Exclusive: David Blunkett becomes adviser to financial firm Elementary B
Former Labour home secretary Lord David Blunkett has become a strategic adviser to financial services start-up Elementary B, City A.M. can reveal.
Elementary B is a new financial services company that seeks to help medium-sized firms better manage their businesses by providing new technology and advice.
Blunkett – also a former education and work and pensions secretary and now a Labour peer – will advise the firm’s senior management team on “all aspects” of regulation, Elementary B said.
The Labour grandee’s advice will come free for the time being. But Elementary B chief executive Karen Rudich said she expected to “reward all our members of staff and chief advisers” further down the line.

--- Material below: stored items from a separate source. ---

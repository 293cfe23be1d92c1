/// Ray object. Might be a proper ray (tmax = infinity) or a line segment (tmax is finite)
///
/// The direction does not need to be normalized; `tmax` is expressed in units
/// of the direction length.
#[derive(Debug, Clone, Copy, PartialEq)]
pub struct Ray {
    pub origin: glam::Vec3A,
    pub direction: glam::Vec3A,
    pub tmax: f32,
}

impl Default for Ray {
    fn default() -> Self {
        Self {
            origin: Default::default(),
            direction: glam::Vec3A::new(1.0, 0.0, 0.0),
            tmax: 1.0,
        }
    }
}

impl Ray {
    #[inline]
    pub fn new(origin: glam::Vec3A, direction: glam::Vec3A, tmax: f32) -> Self {
        Self {
            origin,
            direction,
            tmax,
        }
    }

    /// Create a ray with infinite length (a proper ray)
    #[inline]
    pub fn infinite_ray(origin: glam::Vec3A, direction: glam::Vec3A) -> Self {
        Self::new(origin, direction, f32::INFINITY)
    }

    /// Segment going from `from` (t = 0) to `to` (t = 1)
    #[inline]
    pub fn between(from: glam::Vec3A, to: glam::Vec3A) -> Self {
        Self::new(from, to - from, 1.0)
    }

    /// Point at parametric distance `t`
    #[inline]
    pub fn at(&self, t: f32) -> glam::Vec3A {
        self.origin + self.direction * t
    }

    /// Per-axis reciprocal of the direction. Zero components map to +-infinity.
    #[inline]
    pub fn inverse_direction(&self) -> glam::Vec3A {
        self.direction.recip()
    }
}
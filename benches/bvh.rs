use std::iter;

use criterion::{black_box, criterion_group, criterion_main, Criterion, Throughput};

use rand::{rngs::StdRng, Rng, SeedableRng};

use glam::Vec3A;

use rayon::prelude::*;

use tri_bvh::sampling::UniformHemisphere;
use tri_bvh::*;

static TRIANGLES_NUM: usize = 4096;

static CAM_POS: Vec3A = Vec3A::new(0.0, 0.0, -18.0);
static P0: Vec3A = Vec3A::new(-1.0, 1.0, -15.0);
static P1: Vec3A = Vec3A::new(1.0, 1.0, -15.0);
static P2: Vec3A = Vec3A::new(-1.0, -1.0, -15.0);

static RESOLUTION_X: i32 = 160;
static RESOLUTION_Y: i32 = 160;

fn random_triangles(count: usize) -> Vec<Triangle> {
    let mut rng = StdRng::seed_from_u64(0);
    iter::repeat(0)
        .take(count)
        .enumerate()
        .map(|(id, _)| {
            let tri: Triangle = rng.gen();
            let offset = rng.gen::<Vec3A>() * 9.0 - Vec3A::splat(5.5);
            Triangle {
                origin: tri.origin + offset,
                ..tri
            }
            .with_id(id as u32)
        })
        .collect()
}

/// One ray per pixel through the P0/P1/P2 image plane
fn camera_ray(x: i32, y: i32) -> Ray {
    let pixel_pos: Vec3A = P0
        + (P1 - P0) * (x as f32 / RESOLUTION_X as f32)
        + (P2 - P0) * (y as f32 / RESOLUTION_Y as f32);
    Ray::infinite_ray(CAM_POS, (pixel_pos - CAM_POS).normalize_or_zero())
}

fn build(c: &mut Criterion) {
    let triangles = random_triangles(TRIANGLES_NUM);

    let mut group = c.benchmark_group("build");
    group.throughput(Throughput::Elements(TRIANGLES_NUM as u64));
    group.bench_function("centroid_midpoint", |b| {
        b.iter(|| Bvh::build(black_box(triangles.clone())))
    });
    group.bench_function("median_sort", |b| {
        b.iter(|| {
            Bvh::build_with::<MedianSortStrategy>(
                black_box(triangles.clone()),
                BvhConfig::default(),
            )
        })
    });
    group.finish();
}

fn nearest_hit(c: &mut Criterion) {
    let triangles = random_triangles(TRIANGLES_NUM);
    let ordered = Bvh::build(triangles.clone()).unwrap();
    let naive = Bvh::build_with::<CentroidMidpointStrategy>(
        triangles,
        BvhConfig::default().with_traversal(TraversalOrder::Naive),
    )
    .unwrap();

    let mut group = c.benchmark_group("nearest_hit");
    group.throughput(Throughput::Elements((RESOLUTION_X * RESOLUTION_Y) as u64));

    for (name, bvh) in [("ordered", &ordered), ("naive", &naive)] {
        group.bench_function(name, |b| {
            b.iter(|| {
                for y in 0..RESOLUTION_Y {
                    for x in 0..RESOLUTION_X {
                        black_box(bvh.nearest_hit(&camera_ray(x, y)));
                    }
                }
            })
        });
    }

    group.bench_function("ordered_multithread", |b| {
        b.iter(|| {
            (0..RESOLUTION_Y).into_par_iter().for_each(|y| {
                for x in 0..RESOLUTION_X {
                    black_box(ordered.nearest_hit(&camera_ray(x, y)));
                }
            });
        })
    });

    group.finish();
}

fn occlusion(c: &mut Criterion) {
    let bvh = Bvh::build(random_triangles(TRIANGLES_NUM)).unwrap();

    let mut rng = StdRng::seed_from_u64(1);
    let hemisphere = UniformHemisphere::new(Vec3A::Z);
    let rays: Vec<Ray> = iter::repeat(0)
        .take(1024)
        .map(|_| {
            let dir: Vec3A = rng.sample(hemisphere);
            Ray::infinite_ray(Vec3A::ZERO, dir)
        })
        .collect();

    let mut group = c.benchmark_group("occlusion");
    group.throughput(Throughput::Elements(rays.len() as u64));
    group.bench_function("bvh", |b| {
        b.iter(|| rays.iter().filter(|ray| bvh.is_occluded(ray)).count())
    });
    group.bench_function("linear_scan", |b| {
        b.iter(|| {
            rays.iter()
                .filter(|ray| linear_is_occluded(bvh.triangles(), ray))
                .count()
        })
    });
    group.finish();
}

criterion_group!(benches, build, nearest_hit, occlusion);
criterion_main!(benches);
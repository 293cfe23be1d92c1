use std::fmt;

use crate::BvhNode;

/// Shape and quality figures of a built tree
#[derive(Debug, Clone, Copy, PartialEq, Default)]
pub struct BvhStats {
    pub triangle_count: usize,
    pub node_count: usize,
    pub leaf_count: usize,
    /// Levels on the longest root-to-leaf path, a lone leaf counts as 1
    pub depth: usize,
    pub max_leaf_size: usize,
    /// Sum over nodes of `area(node) / area(root)` weighted by 1 for internal
    /// nodes and by the triangle count for leaves. Lower is better.
    pub sah_cost: f64,
}

impl BvhStats {
    pub fn compute(nodes: &[BvhNode], root: u32) -> Self {
        let root_area = nodes[root as usize].bounds().surface_area() as f64;

        let mut stats = BvhStats {
            node_count: nodes.len(),
            depth: depth(nodes, root),
            ..Default::default()
        };

        for node in nodes {
            let area_ratio = if root_area > 0.0 {
                node.bounds().surface_area() as f64 / root_area
            } else {
                // flat scene, every box has zero area
                1.0
            };

            match node {
                BvhNode::Leaf { begin, end, .. } => {
                    let size = (end - begin) as usize;
                    stats.leaf_count += 1;
                    stats.triangle_count += size;
                    stats.max_leaf_size = stats.max_leaf_size.max(size);
                    stats.sah_cost += area_ratio * size as f64;
                }
                BvhNode::Internal { .. } => {
                    stats.sah_cost += area_ratio;
                }
            }
        }

        stats
    }
}

fn depth(nodes: &[BvhNode], index: u32) -> usize {
    match nodes[index as usize] {
        BvhNode::Leaf { .. } => 1,
        BvhNode::Internal { left, right, .. } => 1 + depth(nodes, left).max(depth(nodes, right)),
    }
}

impl fmt::Display for BvhStats {
    fn fmt(&self, f: &mut fmt::Formatter<'_>) -> fmt::Result {
        write!(
            f,
            "triangles {}, nodes {}, leaves {}, depth {}, max leaf {}, SAH cost {:.3}",
            self.triangle_count,
            self.node_count,
            self.leaf_count,
            self.depth,
            self.max_leaf_size,
            self.sah_cost
        )
    }
}
pub mod axis;
pub use axis::*;

pub mod triangle;
pub use triangle::*;

pub mod ray;
pub use ray::*;

pub mod hit;
pub use hit::*;

pub mod aabb;
pub use aabb::*;

pub mod intersections;
pub use intersections::*;

pub mod error;
pub use error::*;

pub mod config;
pub use config::*;

pub mod bvh_strategy;
pub use bvh_strategy::*;

pub mod bvh;
pub use bvh::*;

pub mod stats;
pub use stats::*;

pub mod sampling;
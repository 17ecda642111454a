//! Joins persisted overrides onto normalized records.

use std::collections::BTreeMap;

use damage_map_photo_models::{PhotoRecord, Priority, normalize_key};

use crate::StoredOverride;

/// Builds the override lookup from stored rows.
///
/// Keys are canonicalized with [`normalize_key`]. Rows whose priority is
/// not exactly `high`, `medium` or `low` are skipped with a warning. When
/// several rows share a key, the last one wins.
#[must_use]
pub fn collect_overrides(rows: &[StoredOverride]) -> BTreeMap<String, Priority> {
    let mut map = BTreeMap::new();

    for row in rows {
        match stored_priority(&row.priority) {
            Some(priority) => {
                map.insert(normalize_key(&row.photo_id), priority);
            }
            None => {
                log::warn!(
                    "Skipping override for photo {} with invalid priority {:?}",
                    row.photo_id,
                    row.priority
                );
            }
        }
    }

    map
}

fn stored_priority(text: &str) -> Option<Priority> {
    Priority::all()
        .iter()
        .copied()
        .find(|priority| priority.as_ref() == text)
}

/// Overwrites each record's priority where an override exists.
///
/// Overrides win unconditionally over the upstream priority. Applying the
/// same map twice is a no-op the second time. Returns the number of
/// records that received an override.
pub fn apply_overrides(
    records: &mut [PhotoRecord],
    overrides: &BTreeMap<String, Priority>,
) -> usize {
    if overrides.is_empty() {
        return 0;
    }

    let mut applied = 0;
    for record in records.iter_mut() {
        if let Some(priority) = overrides.get(&normalize_key(&record.id)) {
            record.priority = Some(*priority);
            applied += 1;
        }
    }

    log::debug!("Applied {applied} priority overrides");
    applied
}

#[cfg(test)]
mod tests {
    use super::*;

    fn record(id: &str, priority: Option<Priority>) -> PhotoRecord {
        PhotoRecord {
            id: id.to_string(),
            image_url: String::new(),
            latitude: 40.7,
            longitude: -74.0,
            altitude: None,
            direction: None,
            timestamp: "2024-10-01T12:00:00.000Z".to_string(),
            description: String::new(),
            submitter: String::new(),
            priority,
            tags: Vec::new(),
        }
    }

    fn row(photo_id: &str, priority: &str) -> StoredOverride {
        StoredOverride {
            photo_id: photo_id.to_string(),
            user_id: "u1".to_string(),
            priority: priority.to_string(),
        }
    }

    #[test]
    fn override_beats_upstream() {
        let mut records = vec![record("a", Some(Priority::High))];
        let overrides = collect_overrides(&[row("a", "low")]);

        assert_eq!(apply_overrides(&mut records, &overrides), 1);
        assert_eq!(records[0].priority, Some(Priority::Low));
    }

    #[test]
    fn apply_is_idempotent() {
        let mut records = vec![
            record("a", Some(Priority::High)),
            record("42", None),
            record("b", Some(Priority::Medium)),
        ];
        let overrides = collect_overrides(&[row("a", "low"), row("42.0", "high")]);

        apply_overrides(&mut records, &overrides);
        let once = records.clone();
        apply_overrides(&mut records, &overrides);
        assert_eq!(records, once);
        assert_eq!(records[1].priority, Some(Priority::High));
        assert_eq!(records[2].priority, Some(Priority::Medium));
    }

    #[test]
    fn keys_match_across_representations() {
        let mut records = vec![record("42", None), record(" 7 ", None)];
        let overrides = collect_overrides(&[row("42.0", "medium"), row("7", "low")]);

        assert_eq!(apply_overrides(&mut records, &overrides), 2);
        assert_eq!(records[0].priority, Some(Priority::Medium));
        assert_eq!(records[1].priority, Some(Priority::Low));
    }

    #[test]
    fn invalid_priorities_are_skipped() {
        let overrides = collect_overrides(&[
            row("a", "urgent"),
            row("b", "high"),
            row("c", ""),
            row("d", "HIGH"),
            row("e", " low"),
        ]);
        assert_eq!(overrides.len(), 1);
        assert_eq!(overrides.get("b"), Some(&Priority::High));
    }

    #[test]
    fn no_overrides_leaves_records_alone() {
        let mut records = vec![record("a", Some(Priority::High))];
        assert_eq!(apply_overrides(&mut records, &BTreeMap::new()), 0);
        assert_eq!(records[0].priority, Some(Priority::High));
    }
}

Blunkett told City A.M. that he liked Elementary B’s focus on making life easier for mid-sized businesses. He said that during the coronavirus pandemic they “need all the help they can get”.
He said his role will focus on how best to implement regulations and that he will be “asking the awkward questions”. Blunkett added that Covid meant “new ways of doing things must be the way forward”.
Rudich founded Elementary B last year. It is currently in its early stages but intends to provide products to medium-sized firms that help them improve their use of data, better comply with regulations and choose which products are right for them.
The firm intends to bring together software providers, banks and advisors through its technology to help companies manage accounting, taxes and banking.
Rudich said: “I am very excited to welcome Lord Blunkett to Elementary B as strategic advisor. As a former government minister he will support the creation of the regulatory framework that will underpin our offering.”
Blunkett’s path from New Labour bigwig to financial services adviser is a well-trodden one – although his new job is not as high-profile or well-paid as Tony Blair’s plum move to become a JP Morgan adviser in 2008.
More recently and on the other side of the house, JP Morgan hired former Tory chancellor Sajid Javid as a senior adviser.
Critics questioned how Javid can serve his constituents while being paid handsomely by a bank. Campaign group Positive Money said: “It’s time to close the door and break the link between politics and the financial sector for good.”